You were so hideously ugly everybody shunned you. and you didnt back anyone at troy why because you werent important enough.


----------



## Esioul

Hmmm and I ended up married to him, don't forget, but I seemed to have affairs with everyone anyway.


----------



## Foxbat

Hermes...that'll do for me. Lock up yer wimmin, I've got my Nike fly-by-nights and I'm aiming to use them


----------



## Seth God Of Chaos

Damn perverts.


----------



## ShadowedRealm

I got Hades - I really don't think that's me. Not sure how it came up with that one, other than that I put that I like the nighttime.  

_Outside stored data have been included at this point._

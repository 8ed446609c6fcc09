//! 评估：任务结果分类与任务分类法

pub mod classifier;
pub mod taxonomy;

pub use classifier::{Classification, ResultCategory, ResultClassifier};
pub use taxonomy::{classify_task, TaskCategory};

http://www.paleothea.com/hades.html


----------



## Michael

I got Apollo.  Maybe in my dreams I'm a super hottie, but in real life--that's another matter entirely.


----------



## Winters_Sorrow

Hephaestus & Hera

Double H if you like! 
So basically..I make it...I keep it...and no-one else can have it! ....cool!


----------



## Isolde

Kewl beans!


----------



## Tsujigiri

I got Ares

Behold my almost complete lack of surpsise


----------



## Leto

As a god, Hermes. As a goddess, Athena. Do I sense a pattern here ? Or did i delibaratly cheat to this quizz to have my couple favorite ones ?


----------



## Esioul

Aphrodite. Gah.


----------



## djdonegal

Well, my real life name comes from the Greek god Dionysus... but the test thingy said that I am actually Apollo, apparently I'm some sort of super-hottie.  I love escapism.

DJ


----------



## GrownUp

Apparently if there is a tie you get two answers. So I got Hades: 
www.paleothea.com/hades.html

which was a little disturbing, and then I realised that I was Apollo too:
www.paleothea.com/apollo.html.

And then I realised that there was a Goddess version, and I was in the wrong test, which is just as well as I had been adjusting the gender of the questions, and now I'm apparently Athena:
www.paleothea.com/athena.html.

What can it all mean???????


----------



## MorningStar

This is what mine came out as.


----------



## GrownUp

MorningStar, you saucy minx.


----------



## MorningStar

GrownUp said:
			
		

> MorningStar, you saucy minx.


----------



## Neon

I'll take it:


----------



## Alexa

Well, I got Areas, but I'm not sure I love a lot Greeks' gods right now.


----------



## zorcarepublic

Hesphaestus. Not bad...


----------



## Sooby

Heatia - wimp and doormat that she is..... I no like.


----------



## Alia

I always thought I would be more like Hera, or at least Athena...
But I was Hestia... must be working at home so I can tend to the little ones?  
Well, when they leave home, I'll be Athena...


----------



## Treikayan

Apollo






Artemis...if I were a goddess


----------



## The Master™

Can't believe I missed this one...  Think I'm spot on!!! Now let's kick some ass!!!


----------



## Leto

So, you're the Olympus loser ? The only god who got wounded by a mere mortal and the only god of war who fleed the battlefield ?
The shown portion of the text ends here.